Where to find out about chambers
You'll find useful information in the barristers' chambers' profiles on targetjobs.co.uk and in the A–Z of recruiting barristers in TARGETjobs Law available in full online. Chambers' websites also often include detailed information about recent cases and the work of individual barristers. Many of your applications are likely to be made online via the centralised Pupillage Gateway system, and you will find details of all available pupillages on the Pupillage Gateway site, whether chambers accept applications through the centralised online system or not.
Cover the basics: what do chambers do?
Make sure you know the following about the sets you plan to apply to.
- What areas of law they practise in.
- Where they are based.
- Any distinguishing features.
Recruiters at some sets complain that students apply to them without even this basic level of knowledge.
Building your knowledge of different chambers
Can you answer the following questions about each set that you wish to apply to?
- What key cases have barristers at this set been involved with recently?
- How does it feel it differs from other, similar sets?
- Which other sets does it particularly compete with for work?
- Has the set undergone any significant changes recently, for example a merger or change of location?
Network with barristers
Take advantage of any opportunities to speak to barristers from the chambers that interest you.
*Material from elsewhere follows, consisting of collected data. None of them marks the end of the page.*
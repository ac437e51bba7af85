//! Output format selection.
//!
//! [`OutputFormat`] names the supported serializations and
//! [`write_to_format`] / [`to_format_string`] dispatch to the matching
//! writer in [`output`](crate::output).
//!
//! # Example
//!
//! ```rust
//! # #[cfg(all(feature = "csv-output", feature = "json-output"))]
//! # fn example() -> chatlens::Result<()> {
//! use chatlens::format::{OutputFormat, to_format_string};
//! use chatlens::normalizer::normalize;
//! use chatlens::output::OutputConfig;
//!
//! let table = normalize("12/05/23 14:30 - Alice: Hello!");
//! let jsonl = to_format_string(&table, None, OutputFormat::Jsonl, &OutputConfig::new())?;
//!
//! let format = OutputFormat::from_path("output.jsonl")?;
//! assert_eq!(format, OutputFormat::Jsonl);
//! # Ok(())
//! # }
//! ```

use std::path::Path;

use serde::{Deserialize, Serialize};

use crate::error::ChatlensError;
use crate::output::OutputConfig;
use crate::sentiment::Sentiment;
use crate::table::ChatTable;

/// Output format for parsed tables.
///
/// - [`Csv`](OutputFormat::Csv) - Spreadsheet-friendly, semicolon separated
/// - [`Json`](OutputFormat::Json) - Structured array, good for APIs
/// - [`Jsonl`](OutputFormat::Jsonl) - One JSON object per line
///
/// # Example
///
/// ```rust
/// use chatlens::format::OutputFormat;
/// use std::str::FromStr;
///
/// let format = OutputFormat::from_str("jsonl").unwrap();
/// assert_eq!(format, OutputFormat::Jsonl);
/// assert_eq!(format.extension(), "jsonl");
/// ```
#[derive(Debug, Clone, Copy, PartialEq, Eq, Hash, Default, Serialize, Deserialize)]
#[serde(rename_all = "lowercase")]
#[non_exhaustive]
pub enum OutputFormat {
    /// CSV with semicolon delimiter (default)
    #[default]
    Csv,

    /// JSON array of rows
    Json,

    /// JSON Lines - one JSON object per line
    ///
    /// Also known as NDJSON.
    Jsonl,
}

impl OutputFormat {
    /// Returns the file extension for this format (without dot).
    ///
    /// # Example
    ///
    /// ```rust
    /// use chatlens::format::OutputFormat;
    ///
    /// assert_eq!(OutputFormat::Csv.extension(), "csv");
    /// assert_eq!(OutputFormat::Json.extension(), "json");
    /// assert_eq!(OutputFormat::Jsonl.extension(), "jsonl");
    /// ```
    pub fn extension(&self) -> &'static str {
        match self {
            OutputFormat::Csv => "csv",
            OutputFormat::Json => "json",
            OutputFormat::Jsonl => "jsonl",
        }
    }

    /// Returns all supported format names.
    pub fn all_names() -> &'static [&'static str] {
        &["csv", "json", "jsonl", "ndjson"]
    }

    /// Returns all available formats.
    pub fn all() -> &'static [OutputFormat] {
        &[OutputFormat::Csv, OutputFormat::Json, OutputFormat::Jsonl]
    }

    /// Detects format from a file path based on extension.
    ///
    /// # Example
    ///
    /// ```rust
    /// use chatlens::format::OutputFormat;
    ///
    /// let format = OutputFormat::from_path("output.jsonl").unwrap();
    /// assert_eq!(format, OutputFormat::Jsonl);
    /// ```
    pub fn from_path(path: impl AsRef<Path>) -> Result<Self, ChatlensError> {
        let ext = path
            .as_ref()
            .extension()
            .and_then(|e| e.to_str())
            .unwrap_or("")
            .to_lowercase();

        match ext.as_str() {
            "csv" => Ok(OutputFormat::Csv),
            "json" => Ok(OutputFormat::Json),
            "jsonl" | "ndjson" => Ok(OutputFormat::Jsonl),
            _ => Err(ChatlensError::invalid_format(
                "output",
                format!("Unknown file extension: '.{ext}'. Expected one of: csv, json, jsonl"),
            )),
        }
    }
}

impl std::fmt::Display for OutputFormat {
    fn fmt(&self, f: &mut std::fmt::Formatter<'_>) -> std::fmt::Result {
        match self {
            OutputFormat::Csv => write!(f, "CSV"),
            OutputFormat::Json => write!(f, "JSON"),
            OutputFormat::Jsonl => write!(f, "JSONL"),
        }
    }
}

impl std::str::FromStr for OutputFormat {
    type Err = String;

    fn from_str(s: &str) -> Result<Self, Self::Err> {
        match s.to_lowercase().as_str() {
            "csv" => Ok(OutputFormat::Csv),
            "json" => Ok(OutputFormat::Json),
            "jsonl" | "ndjson" => Ok(OutputFormat::Jsonl),
            _ => Err(format!(
                "Unknown format: '{}'. Expected one of: {}",
                s,
                OutputFormat::all_names().join(", ")
            )),
        }
    }
}

/// Writes the table to a file in the specified format.
///
/// # Errors
///
/// Returns an error if:
/// - The required feature for the format is not enabled
/// - The sentiment column does not match the table
/// - The file cannot be written
#[cfg_attr(
    not(all(feature = "csv-output", feature = "json-output")),
    allow(unused_variables)
)]
pub fn write_to_format(
    table: &ChatTable,
    sentiments: Option<&[Sentiment]>,
    path: impl AsRef<Path>,
    format: OutputFormat,
    config: &OutputConfig,
) -> Result<(), ChatlensError> {
    match format {
        #[cfg(feature = "csv-output")]
        OutputFormat::Csv => crate::output::write_csv(table, sentiments, path, config),
        #[cfg(feature = "json-output")]
        OutputFormat::Json => crate::output::write_json(table, sentiments, path, config),
        #[cfg(feature = "json-output")]
        OutputFormat::Jsonl => crate::output::write_jsonl(table, sentiments, path, config),
        #[allow(unreachable_patterns)]
        _ => Err(missing_feature(format)),
    }
}

/// Converts the table to a string in the specified format.
#[cfg_attr(
    not(all(feature = "csv-output", feature = "json-output")),
    allow(unused_variables)
)]
pub fn to_format_string(
    table: &ChatTable,
    sentiments: Option<&[Sentiment]>,
    format: OutputFormat,
    config: &OutputConfig,
) -> Result<String, ChatlensError> {
    match format {
        #[cfg(feature = "csv-output")]
        OutputFormat::Csv => crate::output::to_csv(table, sentiments, config),
        #[cfg(feature = "json-output")]
        OutputFormat::Json => crate::output::to_json(table, sentiments, config),
        #[cfg(feature = "json-output")]
        OutputFormat::Jsonl => crate::output::to_jsonl(table, sentiments, config),
        #[allow(unreachable_patterns)]
        _ => Err(missing_feature(format)),
    }
}

fn missing_feature(format: OutputFormat) -> ChatlensError {
    ChatlensError::invalid_format(
        "output",
        format!(
            "Output format {:?} requires the '{}' feature to be enabled",
            format,
            match format {
                OutputFormat::Csv => "csv-output",
                OutputFormat::Json | OutputFormat::Jsonl => "json-output",
            }
        ),
    )
}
The TARGETjobs National Pupillage Fair, held in March each year at Lincoln’s Inn, is an excellent opportunity to meet representatives from many sets face to face. A handful of sets also run open days, which will give you the chance to meet members of chambers and learn more about their work.
It’s worth investigating whether your university careers service or law department has a database of alumni who are willing to talk to students about their jobs – you may find that it includes someone at one of your target sets. You could also try a spot of networking off your own back – make sure your family and friends know that you’d like to make contact with barristers at certain sets and you may find that they can put you in touch with someone.
Match the chambers' interests to your own
Use your knowledge to show how your interests tie in with the work that a particular set does and explain why you particularly want to work for them. Tying in a set's areas of expertise with legal experiences you’ve enjoyed (for example watching a particular case while on mini-pupillage, studying a certain area or participating in a moot on a given subject) will help convince pupillage recruiters that you not only know what they do but are motivated to do it.